Maybe. But a swanky holiday party? Please. Hey obtuse lady- when your guest said "Impressive," she was making fun of you. And when, for the next several weeks, you hear your friends muttering about those Pillsbury Crescent Dogs you served at your party, they aren't marveling at your inventiveness.** Get a clue. And a recipe book. And a Class Transplant.
*Upon further review, I see a guy in the background wearing an untucked, short-sleeved shirt. But let's be fair- these days, that's "dressed to the nines" for a twentysomething American male.
**And when they were raving at your Oreos and Whipped Cream Hors d'ouevres?
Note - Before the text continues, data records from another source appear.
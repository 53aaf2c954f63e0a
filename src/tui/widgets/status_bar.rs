use ratatui::{layout::Rect, prelude::*, widgets::Paragraph};

use crate::selection::SelectionMode;
use crate::tui::colors::{STATUS_BAR_BG, STATUS_BAR_FG};
use crate::tui::state::{AppState, Focus};

pub fn render_status_bar(frame: &mut Frame, area: Rect, state: &AppState) {
    let pane = state.active;
    let gallery = state.gallery.pane(pane);
    let mut parts = Vec::new();

    let focus = match state.view(pane).focus {
        Focus::Tree => "tree",
        Focus::Grid => "grid",
    };
    parts.push(format!("[{} {}]", pane, focus));

    if let Some(message) = &state.status_message {
        parts.push(message.clone());
    } else {
        let mode = match gallery.mode() {
            SelectionMode::Single => "single",
            SelectionMode::Multiple => "multi",
        };
        let columns = state.gallery.columns(pane);
        parts.push(format!("{} | {} | {} cols", gallery.filter(), mode, columns));
        let stats = state.gallery.cache().stats();
        parts.push(format!(
            "cache {}t/{}d ({} pending)",
            stats.thumbnails,
            stats.details,
            stats.pending_thumbnails + stats.pending_details
        ));
    }

    let hints = "Tab:pane  Space:select  Enter:open  x:delete  ?:help  q:quit";

    let left_part = parts.join(" | ");
    let width = (area.width as usize).saturating_sub(hints.len());
    let status_text = format!("{:width$}{}", left_part, hints, width = width);

    let status = Paragraph::new(status_text)
        .style(Style::default().bg(STATUS_BAR_BG).fg(STATUS_BAR_FG));

    frame.render_widget(status, area);
}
Same thing.
Saturday, September 10, 2011
At least this one isn't being narrated by Chris Berman
It's September, which means three things:
1. When I drive to school, I will have to maneuver around the SAHMs waiting at the bus stops with their kids as they give me dirty looks for committing the unpardonable sin of driving through THEIR neighborhood while trying to get to work,
2. Lee Corso will be back for another year of "College Gameday" on ESPN, spending each and every Saturday drooling uncontrollably over the athletic prowess of men one-fourth his age, and
3. Applebee's will be back with another stupid series of commercials featuring it's customers acting like morons in response to the sights, smells and sounds of cheap, fatty food.
In this particular ad, people with no taste buds, small entertainment budgets and idiotic friends are distracted away from their witless, pointless conversations by the roar of sizzling food ( I mean, how incredibly loud must that steak be sizzling for one woman to interrupt her engrossing "and then she said to the guy..." story? I sure hope she can remember where she left off when the plate has been moved out of earshot, or cooled down a bit!) I must say, except for the obvious exaggeration used here (no one believes that the steaks really emit deafening sizzling noises like this, right?) this is a reasonably honest commercial. I mean, there's no claim that anything being shown actually tastes good, just that it comes out of the kitchen sizzling in it's own greases. And just as Slim Fast is supposed to be "served very cold," perhaps the idea is that anything can be made palatable if it's too hot to taste?
I half expected someone to note that the food is way too quiet at The Olive Garden- I mean, nothing says "fun" like REALLY LOUD FOOD, right? Right?
Now if you'll excuse me, I have to get back to watching Corso go into a haze while marveling at the athleticism of a guy young enough to be his great-grandson. Ugh, could you please just retire already?